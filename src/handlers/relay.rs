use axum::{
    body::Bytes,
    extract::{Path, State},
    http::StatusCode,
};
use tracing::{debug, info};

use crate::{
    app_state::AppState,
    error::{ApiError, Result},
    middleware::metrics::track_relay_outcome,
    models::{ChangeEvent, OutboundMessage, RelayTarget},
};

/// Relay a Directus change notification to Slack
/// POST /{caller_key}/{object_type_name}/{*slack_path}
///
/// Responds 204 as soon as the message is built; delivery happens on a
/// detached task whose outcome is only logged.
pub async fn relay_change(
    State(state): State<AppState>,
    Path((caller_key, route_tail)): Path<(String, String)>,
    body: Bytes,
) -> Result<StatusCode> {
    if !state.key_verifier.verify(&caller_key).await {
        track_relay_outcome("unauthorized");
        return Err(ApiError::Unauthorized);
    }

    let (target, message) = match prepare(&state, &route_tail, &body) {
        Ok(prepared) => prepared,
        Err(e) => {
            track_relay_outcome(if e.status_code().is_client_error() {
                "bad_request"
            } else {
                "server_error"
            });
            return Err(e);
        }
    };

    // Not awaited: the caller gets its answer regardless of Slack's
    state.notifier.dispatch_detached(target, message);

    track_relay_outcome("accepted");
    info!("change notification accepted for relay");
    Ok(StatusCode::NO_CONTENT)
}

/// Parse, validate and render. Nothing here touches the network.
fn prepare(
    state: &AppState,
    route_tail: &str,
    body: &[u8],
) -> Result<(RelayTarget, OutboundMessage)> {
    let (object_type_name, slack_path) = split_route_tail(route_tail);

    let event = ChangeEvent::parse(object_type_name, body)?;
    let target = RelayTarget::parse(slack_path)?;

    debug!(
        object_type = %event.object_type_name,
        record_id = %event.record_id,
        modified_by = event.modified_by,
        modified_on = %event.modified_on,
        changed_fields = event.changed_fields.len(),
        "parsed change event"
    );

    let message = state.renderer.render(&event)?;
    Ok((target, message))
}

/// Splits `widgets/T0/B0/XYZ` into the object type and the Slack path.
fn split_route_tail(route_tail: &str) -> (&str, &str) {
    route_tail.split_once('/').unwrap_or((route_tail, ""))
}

### THE TASK
Every line that contains the string "ChangeEvent" should be copied from the records.

### SOLVED EXERCISE
    models::{ChangeEvent, OutboundMessage, RelayTarget},
    let event = ChangeEvent::parse(object_type_name, body)?;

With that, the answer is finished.